[PROBLEM TO SOLVE] The required lines are those that contain "columns"; pull them out of the data and copy them.

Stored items
:::
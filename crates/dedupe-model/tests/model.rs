use serde_json::json;

use dedupe_model::{MethodDescriptor, NormalizationMethod, Specification};

#[test]
fn specification_keeps_insertion_order() {
    let spec = Specification::new()
        .with_column("surname", MethodDescriptor::with_method("exact"))
        .with_column("first", MethodDescriptor::with_method("exact_case_insensitive"));
    let columns: Vec<&str> = spec.column_names().collect();
    assert_eq!(columns, vec!["surname", "first"]);
}

#[test]
fn reinserted_column_keeps_its_position() {
    let spec: Specification = [
        ("a", MethodDescriptor::with_method("exact")),
        ("b", MethodDescriptor::with_method("exact")),
        ("a", MethodDescriptor::with_method("exact_lower_alphanumeric")),
    ]
    .into_iter()
    .collect();
    assert_eq!(spec.len(), 2);
    let first = spec.iter().next().expect("first column");
    assert_eq!(first.column, "a");
    assert_eq!(
        first.descriptor.method(),
        Some(&json!("exact_lower_alphanumeric"))
    );
}

#[test]
fn descriptor_tolerates_extra_attributes() {
    let descriptor: MethodDescriptor =
        serde_json::from_value(json!({"method": "exact", "note": "ids"})).expect("descriptor");
    assert_eq!(descriptor.method(), Some(&json!("exact")));
    assert_eq!(descriptor.get("note"), Some(&json!("ids")));
}

#[test]
fn descriptor_without_method_still_parses() {
    let descriptor: MethodDescriptor =
        serde_json::from_value(json!({"kind": "exact"})).expect("descriptor");
    assert!(descriptor.method().is_none());
}

#[test]
fn every_method_has_a_distinct_name() {
    let mut names: Vec<&str> = NormalizationMethod::ALL
        .iter()
        .map(NormalizationMethod::as_str)
        .collect();
    names.sort_unstable();
    names.dedup();
    assert_eq!(names.len(), NormalizationMethod::ALL.len());
}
:::
[RESULT OF THE TASK]
    let columns: Vec<&str> = spec.column_names().collect();
    assert_eq!(columns, vec!["surname", "first"]);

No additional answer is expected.